Of the 64 Colorado counties, 39 now have case counts for the novel coronavirus that put them at Level Red, the new name for Stay at Home status. That includes three that hit this mark within the past 24 hours: Ouray, Custer and Huerfano.
Two weeks ago, on October 28, just eleven counties were in the Level Red range, defined by the CDPHE as new daily cases of 350 or more per 100,000 people. Over the intervening fourteen days, however, that number has more than tripled — and every major Colorado population center, including all of metro Denver and counties such as Weld, Larimer, El Paso and Mesa, are in the red.
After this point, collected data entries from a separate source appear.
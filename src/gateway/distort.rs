// SPDX-License-Identifier: Apache-2.0
// Copyright (c) 2025 Polyframe Inc.

//! Blur, exposure and sensor-noise degradation of RGB images

use super::Distorter;
use crate::error::{EvalError, Result};
use crate::evaluation::DistortionConfig;
use image::{imageops, RgbImage};
use rand::rngs::StdRng;
use rand::{Rng, SeedableRng};
use rand_distr::Normal;

/// Applies blur, then exposure, then additive Gaussian noise
#[derive(Debug, Clone, Copy)]
pub struct ImageDistorter {
    seed: u64,
}

impl ImageDistorter {
    pub fn new(seed: u64) -> Self {
        Self { seed }
    }

    fn noise_rng(&self, config: &DistortionConfig) -> StdRng {
        StdRng::seed_from_u64(self.seed ^ config.noise.to_bits().rotate_left(17))
    }
}

impl Default for ImageDistorter {
    fn default() -> Self {
        Self::new(0)
    }
}

impl Distorter for ImageDistorter {
    fn distort(&self, image: &RgbImage, config: &DistortionConfig) -> Result<RgbImage> {
        config.validate()?;

        let mut out = if config.blur > 0.0 {
            imageops::blur(image, config.blur as f32)
        } else {
            image.clone()
        };

        if config.exposure != 1.0 {
            for value in out.iter_mut() {
                *value = (*value as f64 * config.exposure).round().clamp(0.0, 255.0) as u8;
            }
        }

        if config.noise > 0.0 {
            let normal = Normal::new(0.0, config.noise).map_err(|e| {
                EvalError::InvalidDistortion {
                    config: *config,
                    reason: e.to_string(),
                }
            })?;
            let mut rng = self.noise_rng(config);
            for value in out.iter_mut() {
                let noisy: f64 = *value as f64 + rng.sample(normal);
                // Truncate after clamping, as an 8-bit cast would
                *value = noisy.clamp(0.0, 255.0) as u8;
            }
        }

        Ok(out)
    }
}
// SPDX-License-Identifier: Apache-2.0
// Copyright (c) 2025 Polyframe Inc.

//! Error taxonomy for the evaluation engine

use crate::evaluation::DistortionConfig;
use crate::io::PlyError;
use std::path::PathBuf;

/// Crate-wide result alias
pub type Result<T> = std::result::Result<T, EvalError>;

/// Errors raised by the metric engine, gateways and sweep orchestrator
#[derive(Debug, thiserror::Error)]
pub enum EvalError {
    /// Point set is empty or has zero spatial extent
    #[error("degenerate point set: {reason}")]
    DegenerateInput { reason: String },

    /// Tolerance must be finite and strictly positive
    #[error("invalid tolerance tau={tau}: must be finite and > 0")]
    InvalidTolerance { tau: f64 },

    /// The same tolerance was requested twice for one distortion
    #[error("duplicate tolerance tau={tau}")]
    DuplicateTolerance { tau: f64 },

    /// Distortion parameters outside their valid ranges
    #[error("invalid distortion {config}: {reason}")]
    InvalidDistortion {
        config: DistortionConfig,
        reason: String,
    },

    /// Two distortions in one sweep would share reconstruction artifacts
    #[error("distortions {first} and {second} share artifact key {key}")]
    ArtifactKeyCollision {
        first: DistortionConfig,
        second: DistortionConfig,
        key: String,
    },

    /// Reconstruction produced no usable output for one (image, distortion) unit
    #[error("reconstruction failed for object {object_id}, image {image_idx}, {distortion}: {reason}")]
    ReconstructionFailure {
        object_id: String,
        image_idx: usize,
        distortion: DistortionConfig,
        reason: String,
    },

    /// Persisted reconstruction artifact missing during re-evaluation
    #[error("artifact not found for object {object_id}, image {image_idx}, {distortion}: {}", path.display())]
    ArtifactNotFound {
        object_id: String,
        image_idx: usize,
        distortion: DistortionConfig,
        path: PathBuf,
    },

    /// Both execution contexts failed for one metric computation
    #[error("metric computation failed on primary ({primary}) and fallback ({fallback}) contexts")]
    AccelerationContextFailure { primary: String, fallback: String },

    /// Object referenced by a result document is absent from the relations
    #[error("object {object_id} not present in group {group} of the relation file")]
    UnknownObject { group: String, object_id: String },

    #[error("I/O error on {}: {source}", path.display())]
    Io {
        path: PathBuf,
        #[source]
        source: std::io::Error,
    },

    #[error("JSON error on {}: {source}", path.display())]
    Json {
        path: PathBuf,
        #[source]
        source: serde_json::Error,
    },

    #[error("image error on {}: {source}", path.display())]
    Image {
        path: PathBuf,
        #[source]
        source: image::ImageError,
    },

    #[error("CSV error on {}: {source}", path.display())]
    Csv {
        path: PathBuf,
        #[source]
        source: csv::Error,
    },

    #[error("point cloud error on {}: {source}", path.display())]
    Ply {
        path: PathBuf,
        #[source]
        source: PlyError,
    },
}

impl EvalError {
    pub(crate) fn io(path: impl Into<PathBuf>, source: std::io::Error) -> Self {
        Self::Io {
            path: path.into(),
            source,
        }
    }

    pub(crate) fn json(path: impl Into<PathBuf>, source: serde_json::Error) -> Self {
        Self::Json {
            path: path.into(),
            source,
        }
    }

    pub(crate) fn image(path: impl Into<PathBuf>, source: image::ImageError) -> Self {
        Self::Image {
            path: path.into(),
            source,
        }
    }

    pub(crate) fn ply(path: impl Into<PathBuf>, source: PlyError) -> Self {
        Self::Ply {
            path: path.into(),
            source,
        }
    }
}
And the numbers are increasing fast. We checked the county figures for November 10 and compared them to those from today, November 11 — and their movement over just that short span was overwhelmingly in the wrong direction. In addition to the three counties that slid into Level Red, others saw their already bad stats worsen. Denver went from 803.2 daily case counts to 823.9, Adams from 916.4 to 973.6, Arapahoe from 630.9 to 672.5, and Crowley climbed from a state high of 1856.8 to an astronomical 2039.1. And while a few counties (Washington and Kit Carson among them) saw their case counts decrease, the dips were extremely modest.
The CDPHE doesn’t use the percentage of COVID-19 cases alone to determine if a county’s residents should hunker down. The department employs two more metrics: the two-week average positivity by county (a positivity rate of more than 15 percent pushes a county to Level Red), and the number of days with decreasing or stable hospitalizations (any county with seven or fewer days during which hospitalizations are stable or falling falls under the “severe” heading).
Right now, there are seven counties at Level Red for the positivity rate, as well as seven for hospitalization stability — but no county meets this standard under all three COVID qualifications. Still, the way these numbers are moving, that could happen soon — putting Polis in the position of seeing localized lockdowns by the rules that his own public health department has established.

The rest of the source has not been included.